Una scelta, quella del ricorso, che è stata l’extrema ratio di fronte all’atteggiamento sistematicamente ostruzionistico dell’amministrazione provinciale. L’auspicio è che questo possa essere di sprone per la giunta provinciale ad adottare maggiore trasparenza rispetto al proprio operato, nel rispetto della legge e delle istituzioni, al fine di evitare che il ricorso alla giustizia amministrativa debba diventare una prassi.
Un esempio su tutti lo ha dato il consigliere Luca Zeni: “Quando abbiamo evidenziato nel corso del tempo questo problema la Giunta non si scompone: l’estate scorsa abbiamo chiesto documentazione sull’ospedale di Cavalese per la nuova proposta in project financing ma la richiesta non ha avuto risposta. Ho sollevato allora la questione in aula. Il Presidente Fugatti ha affermato che c’era una procedura aperta e che quindi non era opportuno dare accesso alla documentazione. Invece tutt’altro: quella documentazione era inequivocabile e noi avevamo diritto a farla , anche in base a ciò che il Consiglio di Stato afferma si debba fare prima di indire gare per appalti pubblici”.
Per Giorgio Tonini la responsabilità principale di questo stato di cose ricade sul Presidente del Consiglio provinciale Walter Kaswalder, che pur facendo parte della maggioranza, dovrebbe fare il suo mestiere di garante super partes di tutti i componenti dell’assemblea legislativa, come prevede il Regolamento interno del Consiglio e facendo così, invece, fornisce continuamente appigli per critiche.

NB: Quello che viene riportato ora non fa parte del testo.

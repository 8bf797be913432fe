//! Per-run candidate filtering.
//!
//! Checks run in a fixed order: decoding, identifier, location, recency,
//! then within-run duplicates. Nothing here survives the run; cross-run
//! deduplication belongs to the state repository.

use std::collections::HashSet;
use std::fmt;

use serde_json::Value;

use crate::models::{FilterConfig, JobPosting, RawListing};
use crate::pipeline::recency::is_recent;

/// Why a raw record was not kept.
#[derive(Debug, Clone, Copy, PartialEq, Eq, Hash)]
pub enum Rejection {
    /// A field had the wrong JSON type
    Malformed,
    MissingId,
    LocationMismatch,
    NotRecent,
    Duplicate,
}

impl fmt::Display for Rejection {
    fn fmt(&self, f: &mut fmt::Formatter<'_>) -> fmt::Result {
        let label = match self {
            Rejection::Malformed => "malformed",
            Rejection::MissingId => "missing id",
            Rejection::LocationMismatch => "location mismatch",
            Rejection::NotRecent => "not recent",
            Rejection::Duplicate => "duplicate",
        };
        f.write_str(label)
    }
}

/// Static part of the filter: what a candidate must look like.
#[derive(Debug, Clone)]
pub struct FilterPolicy {
    location: String,
    max_age_days: u32,
    enforce_recency: bool,
}

impl FilterPolicy {
    pub fn new(location: &str, filter: &FilterConfig) -> Self {
        Self {
            location: location.trim().to_lowercase(),
            max_age_days: filter.max_age_days,
            enforce_recency: filter.enforce_recency,
        }
    }

    /// Apply the stateless checks to one record.
    pub fn check(&self, raw: &RawListing) -> Result<(), Rejection> {
        if raw.identifier().is_none() {
            return Err(Rejection::MissingId);
        }
        if !raw.location_text().to_lowercase().contains(&self.location) {
            return Err(Rejection::LocationMismatch);
        }
        if self.enforce_recency && !is_recent(raw.posted_text().unwrap_or(""), self.max_age_days) {
            return Err(Rejection::NotRecent);
        }
        Ok(())
    }
}

/// Rejection counts for a run.
#[derive(Debug, Clone, Copy, Default, PartialEq, Eq)]
pub struct FilterStats {
    pub kept: usize,
    pub malformed: usize,
    pub missing_id: usize,
    pub location_mismatch: usize,
    pub not_recent: usize,
    pub duplicate: usize,
}

impl FilterStats {
    pub fn rejected(&self) -> usize {
        self.malformed + self.missing_id + self.location_mismatch + self.not_recent + self.duplicate
    }

    fn record(&mut self, rejection: Rejection) {
        match rejection {
            Rejection::Malformed => self.malformed += 1,
            Rejection::MissingId => self.missing_id += 1,
            Rejection::LocationMismatch => self.location_mismatch += 1,
            Rejection::NotRecent => self.not_recent += 1,
            Rejection::Duplicate => self.duplicate += 1,
        }
    }
}

/// Filter state for a single run.
#[derive(Debug)]
pub struct RunFilter {
    policy: FilterPolicy,
    seen: HashSet<String>,
    stats: FilterStats,
}

impl RunFilter {
    pub fn new(policy: FilterPolicy) -> Self {
        Self {
            policy,
            seen: HashSet::new(),
            stats: FilterStats::default(),
        }
    }

    /// Keep or reject one record as it came off the wire.
    pub fn admit(&mut self, record: Value) -> Result<JobPosting, Rejection> {
        let outcome = RawListing::from_value(record)
            .map_err(|e| {
                log::debug!("Undecodable listing record: {}", e);
                Rejection::Malformed
            })
            .and_then(|raw| self.evaluate(raw));
        match &outcome {
            Ok(_) => self.stats.kept += 1,
            Err(rejection) => self.stats.record(*rejection),
        }
        outcome
    }

    fn evaluate(&mut self, raw: RawListing) -> Result<JobPosting, Rejection> {
        self.policy.check(&raw)?;
        let posting = raw.into_posting().ok_or(Rejection::MissingId)?;
        if !self.seen.insert(posting.id.clone()) {
            return Err(Rejection::Duplicate);
        }
        Ok(posting)
    }

    pub fn stats(&self) -> FilterStats {
        self.stats
    }
}

#[cfg(test)]
mod tests {
    use super::*;

    fn raw(id: Option<&str>, location: &str, posted: &str) -> Value {
        serde_json::json!({
            "externalPath": id,
            "title": "Data Analyst",
            "locations": location,
            "postedDate": posted
        })
    }

    fn filter(enforce_recency: bool) -> RunFilter {
        let config = FilterConfig {
            max_age_days: 3,
            enforce_recency,
        };
        RunFilter::new(FilterPolicy::new("Hyderabad", &config))
    }

    #[test]
    fn test_keeps_matching_recent_record() {
        let mut f = filter(true);
        let posting = f.admit(raw(Some("/job/1"), "Hyderabad, India", "Posted Today")).unwrap();
        assert_eq!(posting.id, "/job/1");
        assert_eq!(f.stats().kept, 1);
    }

    #[test]
    fn test_rejects_missing_id_first() {
        let mut f = filter(true);
        assert_eq!(
            f.admit(raw(None, "Chicago", "Posted 40+ Days Ago")),
            Err(Rejection::MissingId)
        );
        assert_eq!(
            f.admit(raw(Some(""), "Hyderabad", "Posted Today")),
            Err(Rejection::MissingId)
        );
    }

    #[test]
    fn test_location_is_case_insensitive_across_all_locations() {
        let mut f = filter(true);
        let mut record = raw(Some("/job/2"), "", "Posted Today");
        record["locations"] = serde_json::json!(["Charlotte, NC", "HYDERABAD, Telangana"]);
        assert!(f.admit(record).is_ok());

        assert_eq!(
            f.admit(raw(Some("/job/3"), "Bengaluru", "Posted Today")),
            Err(Rejection::LocationMismatch)
        );
    }

    #[test]
    fn test_recency_only_when_enforced() {
        let mut strict = filter(true);
        assert_eq!(
            strict.admit(raw(Some("/job/4"), "Hyderabad", "Posted 30+ Days Ago")),
            Err(Rejection::NotRecent)
        );

        let mut lenient = filter(false);
        assert!(
            lenient
                .admit(raw(Some("/job/4"), "Hyderabad", "Posted 30+ Days Ago"))
                .is_ok()
        );
    }

    #[test]
    fn test_within_run_duplicates() {
        let mut f = filter(true);
        assert!(f.admit(raw(Some("/job/5"), "Hyderabad", "Posted Today")).is_ok());
        assert_eq!(
            f.admit(raw(Some("/job/5"), "Hyderabad", "Posted Yesterday")),
            Err(Rejection::Duplicate)
        );

        let stats = f.stats();
        assert_eq!(stats.kept, 1);
        assert_eq!(stats.duplicate, 1);
        assert_eq!(stats.rejected(), 1);
    }

    #[test]
    fn test_rejected_record_does_not_claim_identifier() {
        let mut f = filter(true);
        assert_eq!(
            f.admit(raw(Some("/job/6"), "Hyderabad", "Posted 9 Days Ago")),
            Err(Rejection::NotRecent)
        );
        assert!(f.admit(raw(Some("/job/6"), "Hyderabad", "Posted Today")).is_ok());
    }

    #[test]
    fn test_malformed_record_is_counted_and_skipped() {
        let mut f = filter(true);
        let mut bad = raw(Some("/job/7"), "Hyderabad", "Posted Today");
        bad["title"] = serde_json::json!(42);

        assert_eq!(f.admit(bad), Err(Rejection::Malformed));
        assert!(f.admit(raw(Some("/job/8"), "Hyderabad", "Posted Today")).is_ok());

        let stats = f.stats();
        assert_eq!(stats.malformed, 1);
        assert_eq!(stats.kept, 1);
    }
}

Sara Ferrari su questo punto ha aggiunto che la mancanza di rispetto istituzionale si è vista anche in occasione della seduta di ieri della I Commissione. “Anche i presidenti delle Commissioni devono essere super partes e la richiesta che le minoranze ieri hanno rivolto al presidente Kaswalder è stata proprio quella di tutelarci da un atteggiamento inopportuno della presidente Masè che dirigeva i lavori su un testo di legge proposto da lei, ma su cui, allo stesso tempo, decideva dell’ammissibilità o meno agli emendamenti. Insomma abbiamo voluto essere mallevati da un forte imbarazzo istituzionale”.